Glenn Marsden was not the least bit fusty. He appeared about her age, maybe a few years younger. And fit. Like he worked outside for a living, which come to think of it, he did. Although beekeeping didn’t seem rigorous enough to look the way he did. Then again, hefting all those hives was hard work. He was good-looking in an unselfconscious way. Jeans and work boots, hair that might once have been light like his daughter’s but was starting to gray. She was used to Phil and the lawyers she worked with, pasty all of them, with bellies gone soft from too many lunches out. Glenn Marsden didn’t look like he had much use for fancy lunches. He probably grabbed a sandwich on the run.
“We’ve been—” she began, but he stepped past her to squat next to the box of bees.

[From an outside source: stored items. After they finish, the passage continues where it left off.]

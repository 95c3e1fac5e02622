//! Transport module - the bulk-transfer capability the session depends on.
//!
//! The session owns exactly one [`UsbTransport`]. Nothing else reads from or
//! writes to it. Real backends (WebUSB, libusb, nusb, ...) live outside this
//! crate; [`MockTransport`] is an in-memory device for tests and demos.

mod mock;
mod usb;

pub use mock::{MockResponder, MockTransport};
pub use usb::{TransportError, UsbTransport, DEFAULT_IN_ENDPOINT, DEFAULT_OUT_ENDPOINT};
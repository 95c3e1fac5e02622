//! Packed BCD codec.
//!
//! Each byte carries two decimal digits, high nibble first. Device clocks
//! travel as 7 bytes: `YYYY MM DD hh mm ss`.

use chrono::{Datelike, NaiveDate, NaiveDateTime, Timelike};

/// Length of an encoded timestamp.
pub const BCD_TIMESTAMP_LEN: usize = 7;

/// Packed binary-coded decimal codec.
pub struct Bcd;

impl Bcd {
    /// Pack a string of decimal digits. Odd-length input gets a leading zero.
    ///
    /// Returns `None` if any character is not an ASCII digit.
    pub fn encode_digits(digits: &str) -> Option<Vec<u8>> {
        if !digits.bytes().all(|b| b.is_ascii_digit()) {
            return None;
        }
        let padded = if digits.len() % 2 == 1 {
            format!("0{digits}")
        } else {
            digits.to_string()
        };
        Some(
            padded
                .as_bytes()
                .chunks(2)
                .map(|pair| ((pair[0] - b'0') << 4) | (pair[1] - b'0'))
                .collect(),
        )
    }

    /// Unpack bytes into a digit string.
    ///
    /// Nibbles above 9 are rendered as hex digits; callers validate the
    /// result when they need a number.
    pub fn decode_digits(bytes: &[u8]) -> String {
        bytes.iter().map(|b| format!("{b:02x}")).collect()
    }

    /// Encode a timestamp as 7 BCD bytes.
    pub fn encode_timestamp(time: &NaiveDateTime) -> [u8; BCD_TIMESTAMP_LEN] {
        let digits = format!(
            "{:04}{:02}{:02}{:02}{:02}{:02}",
            time.year().clamp(0, 9999),
            time.month(),
            time.day(),
            time.hour(),
            time.minute(),
            time.second()
        );
        let mut out = [0u8; BCD_TIMESTAMP_LEN];
        if let Some(packed) = Self::encode_digits(&digits) {
            out.copy_from_slice(&packed[..BCD_TIMESTAMP_LEN]);
        }
        out
    }

    /// Decode 7 BCD bytes into a timestamp.
    ///
    /// Returns `None` for short input, the all-zero "unset" clock, or a
    /// date that does not exist.
    pub fn decode_timestamp(bytes: &[u8]) -> Option<NaiveDateTime> {
        let bytes = bytes.get(..BCD_TIMESTAMP_LEN)?;
        if bytes.iter().all(|&b| b == 0) {
            return None;
        }
        let digits = Self::decode_digits(bytes);
        let field = |range: std::ops::Range<usize>| digits.get(range)?.parse::<u32>().ok();

        NaiveDate::from_ymd_opt(field(0..4)? as i32, field(4..6)?, field(6..8)?)?.and_hms_opt(
            field(8..10)?,
            field(10..12)?,
            field(12..14)?,
        )
    }
}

“How long have they been here?”
“Oh, a couple of hours,” her dad said.
“More than a couple,” Cassie put in, vaguely annoyed Marsden had cut her off. If he was one of those men who didn’t listen to women they were going to have problems. “They came this morning, remember Dad?”
Marsden ran a finger along the rim of the box. “You give them any food?”
“Sugar water.” Her dad seemed relieved to recall this.
Marsden got up, frowning. “That’s okay for now, but they need honey. Sugar doesn’t have any nutrients.”
“I know that.” Her dad bridled. “I’ve been keeping bees for years. My daughter, here, she’s the one who got panicky.”
“Didn’t mean to offend,” Marsden said, “but you’d be surprised how many people feed sugar or corn syrup when the honey’s a little light. Not faulting you, a lot of commercial beekeepers do it too.” He cast a glance down the driveway. “I saw your hives on the way in, you’ve got them in a good south-facing spot.”
“Sited them myself,” her dad said, but Cassie could tell he was still ruffled.
“What kind of bees do you keep?”
“Italians.”
Marsden nodded. “They don’t usually give much trouble. Should we take a look, see what’s going on? Then we can figure out where to go from here.” He had a nice respectful tone with her dad, which would go a long way. Still, her father had that stubborn look. This wasn’t his idea, and he was going to fight it.